Single by Nana starring Mika Nakashima

from the album The End & Best
- Released: August 31, 2005
- Recorded: 2005
- Genre: J-pop; pop punk;
- Length: 4:27
- Label: Sony
- Songwriters: Hyde (composition); Ai Yazawa (lyrics);

Nana starring Mika Nakashima singles chronology
| "Hitori" (2005) | "Glamorous Sky" (2005) | "Cry No More" (2006) |

Music video
- "Glamorous Sky" on YouTube

= Glamorous Sky =

"Glamorous Sky" is Mika Nakashima's 16th single overall, her 1st under the name Nana starring Mika Nakashima, and the second most successful single in her career after "Stars". It is her first rock song and it was used as one of the image songs for the film Nana (as one of the bands Black Stones' song). Hyde of L'Arc-en-Ciel composed "Glamorous Sky". The second and third B-sides, "Blood" and "Isolation" were used as CM songs for Kate cosmetics. Mika Nakashima graces the cover of the single as Nana Osaki.

The song is featured as a cover by a jrock band, Girugamesh, in the Konami music games, BEMANI for DrumMania V3 and GuitarFreaks V3, as well as the iNiS rhythm game Moero! Nekketsu Rhythm Damashii Osu! Tatakae! Ouendan 2. Hyde, the composer of this track, also released a version in 2018.

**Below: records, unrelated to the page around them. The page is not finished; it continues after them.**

//! Test utilities for outlay-core
//!
//! Provides a mock Ollama server so integration tests can exercise the
//! real HTTP backend without a running model.

use axum::{
    extract::Json,
    routing::{get, post},
    Router,
};
use serde::{Deserialize, Serialize};
use std::net::SocketAddr;
use tokio::sync::oneshot;

/// Mock Ollama server for testing and development
pub struct MockOllamaServer {
    addr: SocketAddr,
    shutdown_tx: Option<oneshot::Sender<()>>,
}

impl MockOllamaServer {
    /// Start the mock server on an available port
    pub async fn start() -> Self {
        let app = Router::new()
            .route("/api/tags", get(handle_tags))
            .route("/api/generate", post(handle_generate));

        let listener = tokio::net::TcpListener::bind("127.0.0.1:0").await.unwrap();
        let addr = listener.local_addr().unwrap();

        let (shutdown_tx, shutdown_rx) = oneshot::channel();

        tokio::spawn(async move {
            axum::serve(listener, app)
                .with_graceful_shutdown(async {
                    shutdown_rx.await.ok();
                })
                .await
                .unwrap();
        });

        Self {
            addr,
            shutdown_tx: Some(shutdown_tx),
        }
    }

    /// Get the base URL for this mock server
    pub fn url(&self) -> String {
        format!("http://{}", self.addr)
    }

    /// Stop the mock server
    pub fn stop(&mut self) {
        if let Some(tx) = self.shutdown_tx.take() {
            let _ = tx.send(());
        }
    }
}

impl Drop for MockOllamaServer {
    fn drop(&mut self) {
        self.stop();
    }
}

/// Ollama tags endpoint response (health check)
async fn handle_tags() -> Json<TagsResponse> {
    Json(TagsResponse {
        models: vec![ModelInfo {
            name: "llama3.2-vision:latest".to_string(),
            modified_at: "2024-01-01T00:00:00Z".to_string(),
            size: 7_000_000_000,
        }],
    })
}

/// Ollama generate endpoint
///
/// Returns a canned receipt payload wrapped in prose, so callers also
/// exercise the JSON-extraction path. Requesting the model "no-output"
/// yields a response with no JSON at all, for failure-path tests.
async fn handle_generate(Json(request): Json<GenerateRequest>) -> Json<GenerateResponse> {
    let response = if request.model == "no-output" {
        "I was unable to read anything from this image.".to_string()
    } else {
        "Here is the extracted expense:\n\
         {\"date\": \"2024-03-09\", \"amount\": 23.75, \"vendor\": \"Corner Bistro\", \
         \"category\": \"Food\"}"
            .to_string()
    };

    Json(GenerateResponse { response })
}

#[derive(Debug, Deserialize)]
struct GenerateRequest {
    model: String,
    #[serde(default)]
    #[allow(dead_code)]
    prompt: String,
    #[serde(default)]
    #[allow(dead_code)]
    images: Vec<String>,
    #[serde(default)]
    #[allow(dead_code)]
    stream: bool,
}

#[derive(Debug, Serialize)]
struct GenerateResponse {
    response: String,
}

#[derive(Debug, Serialize)]
struct TagsResponse {
    models: Vec<ModelInfo>,
}

#[derive(Debug, Serialize)]
struct ModelInfo {
    name: String,
    modified_at: String,
    size: u64,
}
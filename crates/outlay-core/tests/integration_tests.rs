//! Integration tests for outlay-core
//!
//! These tests exercise the full import → store → summarize workflow
//! against a real SQLite file, plus the receipt path over the mock client.

use outlay_core::{
    aggregate::summarize,
    csv_import::parse_expenses_csv,
    extract::{ExtractorClient, ReceiptExtractor},
    kv::SqliteStore,
    store::ExpenseStore,
};

/// Tracking-sheet export with one malformed row (embedded comma, no quoting)
fn sheet_csv() -> &'static str {
    "Date on Receipt,Description of Expense,Currency,Type of Expense,Payment Method,Payee\n\
     2024-01-15,Coffee,4.50,Food,Card,Starbucks\n\
     2024-01-16,Team lunch,32.00,Food,Card,Deli\n\
     2024-01-17,Ride downtown, with a stop,18.00,Transport,Cash,CityCab\n\
     2024-01-18,Weekly shop,54.25,Groceries,Card,Grocer\n\
     2024-01-19,Metro pass,40.00,Transport,Card,Transit Authority"
}

#[test]
fn test_full_import_workflow() {
    let dir = tempfile::tempdir().expect("Failed to create temp dir");
    let db_path = dir.path().join("outlay.db");
    let db_path = db_path.to_str().unwrap();

    let expenses = parse_expenses_csv(sheet_csv()).expect("Failed to parse CSV");
    // The comma-in-field row is silently dropped
    assert_eq!(expenses.len(), 4);

    let store = ExpenseStore::new(SqliteStore::open(db_path).unwrap());
    store.append(&expenses).unwrap();

    // Reopen the file: the collection survives the process boundary
    let reopened = ExpenseStore::new(SqliteStore::open(db_path).unwrap());
    let stored = reopened.load().unwrap();
    assert_eq!(stored.len(), 4);
    assert_eq!(stored[0].payee, "Starbucks");

    let summary = summarize(&stored, 2);
    assert_eq!(summary.total, 130.75);
    assert_eq!(summary.count, 4);
    assert_eq!(summary.category_totals["Food"], 36.5);
    assert_eq!(summary.category_totals["Transport"], 40.0);
    assert_eq!(summary.top_categories[0].category, "Groceries");
    assert_eq!(summary.top_categories[1].category, "Transport");
}

#[test]
fn test_clear_empties_regardless_of_contents() {
    let store = ExpenseStore::new(SqliteStore::in_memory().unwrap());

    let expenses = parse_expenses_csv(sheet_csv()).unwrap();
    store.append(&expenses).unwrap();
    assert!(!store.load().unwrap().is_empty());

    store.clear().unwrap();
    assert!(store.load().unwrap().is_empty());

    // Clearing an already-empty store is also fine
    store.clear().unwrap();
    assert!(store.load().unwrap().is_empty());
}

#[tokio::test]
async fn test_receipt_to_store_workflow() {
    let store = ExpenseStore::new(SqliteStore::in_memory().unwrap());
    let extractor = ReceiptExtractor::new(ExtractorClient::mock());

    let expense = extractor
        .extract("data:image/png;base64,aGk=")
        .await
        .expect("Extraction failed");
    store.append(std::slice::from_ref(&expense)).unwrap();

    let stored = store.load().unwrap();
    assert_eq!(stored.len(), 1);
    assert_eq!(stored[0].payee, "Mock Mart");
    assert_eq!(stored[0].description, "");

    // Both ingestion paths land in one collection
    let csv_expenses = parse_expenses_csv(sheet_csv()).unwrap();
    store.append(&csv_expenses).unwrap();

    let summary = summarize(&store.load().unwrap(), 5);
    assert_eq!(summary.count, 5);
    assert_eq!(summary.category_totals["Groceries"], 54.25 + 42.50);
}
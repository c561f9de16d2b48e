//! Expense collection persistence
//!
//! The whole collection is one JSON document under a fixed logical key.
//! Appending is read-modify-write: load, concatenate, rewrite the full
//! document. The backing service offers no partial append, and the
//! single-writer assumption makes the unsynchronized read-modify-write
//! acceptable (last full write wins).

use tracing::debug;

use crate::error::Result;
use crate::kv::KeyValueStore;
use crate::models::Expense;

/// Logical key the expense document is stored under
pub const EXPENSES_KEY: &str = "expenses";

/// Append/clear operations over the persisted expense collection
pub struct ExpenseStore<S: KeyValueStore> {
    kv: S,
}

impl<S: KeyValueStore> ExpenseStore<S> {
    pub fn new(kv: S) -> Self {
        Self { kv }
    }

    /// Access the underlying key-value service
    pub fn kv(&self) -> &S {
        &self.kv
    }

    /// Load the current collection. An absent document reads as empty.
    pub fn load(&self) -> Result<Vec<Expense>> {
        match self.kv.get(EXPENSES_KEY)? {
            Some(json) => Ok(serde_json::from_str(&json)?),
            None => Ok(Vec::new()),
        }
    }

    /// Append records to the collection (load + concatenate + rewrite)
    pub fn append(&self, new: &[Expense]) -> Result<()> {
        let mut all = self.load()?;
        all.extend_from_slice(new);
        self.replace(&all)
    }

    /// Rewrite the whole collection
    pub fn replace(&self, records: &[Expense]) -> Result<()> {
        let json = serde_json::to_string(records)?;
        self.kv.set(EXPENSES_KEY, &json)?;
        debug!("Wrote {} expenses", records.len());
        Ok(())
    }

    /// Remove the stored document entirely; subsequent loads are empty
    pub fn clear(&self) -> Result<()> {
        self.kv.remove(EXPENSES_KEY)
    }
}
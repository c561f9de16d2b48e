//! Outlay CLI - Receipt-scanning expense tracker
//!
//! Usage:
//!   outlay import --file CSV  Import expenses from a tracking sheet
//!   outlay scan IMAGE         Extract an expense from a receipt image
//!   outlay summary            Show totals and top spending categories

mod cli;
mod commands;


use anyhow::Result;
use clap::Parser;
use tracing_subscriber::{fmt, prelude::*, EnvFilter};

use cli::*;

#[tokio::main]
async fn main() -> Result<()> {
    let cli = Cli::parse();

    // Set up logging
    // Priority: RUST_LOG env var > --verbose flag > default (info)
    let filter = if std::env::var("RUST_LOG").is_ok() {
        EnvFilter::from_default_env()
    } else if cli.verbose {
        EnvFilter::new("debug")
    } else {
        EnvFilter::new("info")
    };

    tracing_subscriber::registry()
        .with(filter)
        .with(fmt::layer().with_target(false).compact())
        .init();

    match cli.command {
        Commands::Import { file } => {
            let store = commands::open_store(&cli.store)?;
            commands::cmd_import(&store, &file)
        }
        Commands::Scan { image, model } => {
            let store = commands::open_store(&cli.store)?;
            commands::cmd_scan(&store, &image, model.as_deref()).await
        }
        Commands::Add {
            date,
            amount,
            category,
            payee,
            description,
            payment_method,
        } => {
            let store = commands::open_store(&cli.store)?;
            commands::cmd_add(
                &store,
                &date,
                amount,
                &category,
                &payee,
                &description,
                &payment_method,
            )
        }
        Commands::List { limit } => {
            let store = commands::open_store(&cli.store)?;
            commands::cmd_list(&store, limit)
        }
        Commands::Summary { top, json } => {
            let store = commands::open_store(&cli.store)?;
            commands::cmd_summary(&store, top, json)
        }
        Commands::Status => {
            let store = commands::open_store(&cli.store)?;
            commands::cmd_status(&store).await
        }
        Commands::Clear { yes } => {
            let store = commands::open_store(&cli.store)?;
            commands::cmd_clear(&store, yes)
        }
    }
}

==Commercial performance==
This is Nakashima's only single to debut at #1 on the Oricon weekly charts. It stayed at #1 in the daily charts for two entire weeks, which none of her other singles have achieved. "Glamorous Sky" sold 120,202 units for its first week, outselling the #2 single of the week from w-inds by 72,993 units. In the second week it was also #1, with the #2 spot being occupied by her Nana co-star Yuna Ito and her single, "Endless Story"; the latter would eventually outsell "Glamorous Sky" in 2006 Overall, "Glamorous Sky" has sold 444,067 copies since release and has charted in the Oricon charts for 28 weeks. It managed to reach #10 in the 2005 Oricon year end charts, the highest position for a female artist on those charts that year.

==Live performances==
- 2005-11-21 – Best Hit Kayousai 2005
- 2005-11-30 – NTV's Best Artist
- 2005-12-07 – FNS Kayousai
- 2005-12-23 – Music Station
- 2005-12-31 – CDTV
- 2005-12-31 – Japan Record Awards

==Track list==

CD single
| No. | Title | Lyrics | Music | Arranger(s) | Length |
|---|---|---|---|---|---|
| 1. | "Glamorous Sky" | Ai Yazawa | hyde | hyde, K.A.Z |  |
| 2. | "My Medicine" | Lori Fine (Coldfeet) | Yasuhiro Minami | Takamune Negishi (Dr.StrangeLove) |  |
| 3. | "Blood" | mmm.31f.jp | Shigekazu Koga | Takamune Negishi |  |
| 4. | "Isolation" | mmm.31f.jp | Yasuhiro Minami | Takamune Negishi |  |
| 5. | "Glamorous Sky" (instrumental) | Ai Yazawa | hyde | hyde, K.A.Z |  |
| 6. | "My Medicine" (instrumental) | Lori Fine | Yasuhiro Minami | Takamune Negishi |  |

Vinyl – Side A
| No. | Title | Lyrics | Music | Arranger(s) | Length |
|---|---|---|---|---|---|
| 1. | "Glamorous Sky" | Ai Yazawa | hyde | hyde, K.A.Z |  |
| 2. | "My Medicine" | Lori Fine | Yasuhiro Minami | Takamune Negishi |  |

Vinyl – Side B
| No. | Title | Lyrics | Music | Arranger(s) | Length |
|---|---|---|---|---|---|
| 1. | "Blood" | mmm.31f.jp | Shigekazu Koga | Takamune Negishi |  |
| 2. | "Isolation" | mmm.31f.jp | Yasuhiro Minami | Takamune Negishi |  |

==Charts==

===Weekly charts===

| Chart (2005) | Peak position |
|---|---|
| Japan Singles (Oricon) | 1 |

===Monthly charts===

| Chart (2005) | Peak position |
|---|---|
| Japan Singles (Oricon) | 1 |

===Year-end charts===

| Chart (2005) | Position |
|---|---|
| Japan Singles (Oricon) | 10 |

== Sales and certifications ==

| Region | Certification | Certified units/sales |
| Japan (RIAJ) Physical | 2× Platinum | 445,000 |
| Japan (RIAJ) Digital | 3× Platinum | 750,000^{*} |
| Japan (RIAJ) Chaku-uta | Million | 1,000,000^{*} |
| Japan (RIAJ) Chaku-uta full | 2× Platinum | 500,000^{*} |
^{*} Sales figures based on certification alone.